## Recorded data
>>

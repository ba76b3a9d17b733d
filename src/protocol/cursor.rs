//! Bounds-checked little-endian reader and writer over byte slices.

use super::ProtocolError;

pub struct Reader<'a> {
    buf: &'a [u8],
    pos: usize,
}

impl<'a> Reader<'a> {
    pub fn new(buf: &'a [u8]) -> Self {
        Self { buf, pos: 0 }
    }

    pub fn remaining(&self) -> usize {
        self.buf.len() - self.pos
    }

    pub fn read_u8(&mut self) -> Result<u8, ProtocolError> {
        Ok(self.read_array::<1>()?[0])
    }

    pub fn read_u16(&mut self) -> Result<u16, ProtocolError> {
        self.read_array().map(u16::from_le_bytes)
    }

    pub fn read_u32(&mut self) -> Result<u32, ProtocolError> {
        self.read_array().map(u32::from_le_bytes)
    }

    pub fn read_array<const N: usize>(&mut self) -> Result<[u8; N], ProtocolError> {
        let bytes = self
            .buf
            .get(self.pos..self.pos + N)
            .ok_or(ProtocolError::Truncated)?;
        self.pos += N;
        let mut out = [0u8; N];
        out.copy_from_slice(bytes);
        Ok(out)
    }
}

pub struct Writer<'a> {
    buf: &'a mut [u8],
    pos: usize,
}

impl<'a> Writer<'a> {
    pub fn new(buf: &'a mut [u8]) -> Self {
        Self { buf, pos: 0 }
    }

    /// Bytes written so far.
    pub fn position(&self) -> usize {
        self.pos
    }

    pub fn write_u8(&mut self, value: u8) -> Result<(), ProtocolError> {
        self.write_bytes(&[value])
    }

    pub fn write_u16(&mut self, value: u16) -> Result<(), ProtocolError> {
        self.write_bytes(&value.to_le_bytes())
    }

    pub fn write_u32(&mut self, value: u32) -> Result<(), ProtocolError> {
        self.write_bytes(&value.to_le_bytes())
    }

    pub fn write_bytes(&mut self, bytes: &[u8]) -> Result<(), ProtocolError> {
        let slot = self
            .buf
            .get_mut(self.pos..self.pos + bytes.len())
            .ok_or(ProtocolError::BufferTooSmall)?;
        slot.copy_from_slice(bytes);
        self.pos += bytes.len();
        Ok(())
    }
}

#[cfg(test)]
mod tests {
    use super::*;

    #[test]
    fn test_reader_little_endian_and_bounds() {
        let mut r = Reader::new(&[0x34, 0x12, 0x78, 0x56, 0x34, 0x12, 0xAA]);
        assert_eq!(r.read_u16(), Ok(0x1234));
        assert_eq!(r.read_u32(), Ok(0x1234_5678));
        assert_eq!(r.remaining(), 1);
        assert_eq!(r.read_u16(), Err(ProtocolError::Truncated));
        assert_eq!(r.read_u8(), Ok(0xAA));
        assert_eq!(r.read_u8(), Err(ProtocolError::Truncated));
    }

    #[test]
    fn test_writer_rejects_overflow_without_partial_write() {
        let mut buf = [0u8; 3];
        let mut w = Writer::new(&mut buf);
        w.write_u16(0xBEEF).unwrap();
        assert_eq!(w.write_u16(0x0102), Err(ProtocolError::BufferTooSmall));
        assert_eq!(w.position(), 2);
        assert_eq!(buf, [0xEF, 0xBE, 0x00]);
    }
}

<<

## Activity
Take the lines above from the one holding "assert_eq!(r.read_u8(), Err(ProtocolError::Truncated));" to the last and output them exactly.

## Task result
        assert_eq!(r.read_u8(), Err(ProtocolError::Truncated));
    }

    #[test]
    fn test_writer_rejects_overflow_without_partial_write() {
        let mut buf = [0u8; 3];
        let mut w = Writer::new(&mut buf);
        w.write_u16(0xBEEF).unwrap();
        assert_eq!(w.write_u16(0x0102), Err(ProtocolError::BufferTooSmall));
        assert_eq!(w.position(), 2);
        assert_eq!(buf, [0xEF, 0xBE, 0x00]);
    }
}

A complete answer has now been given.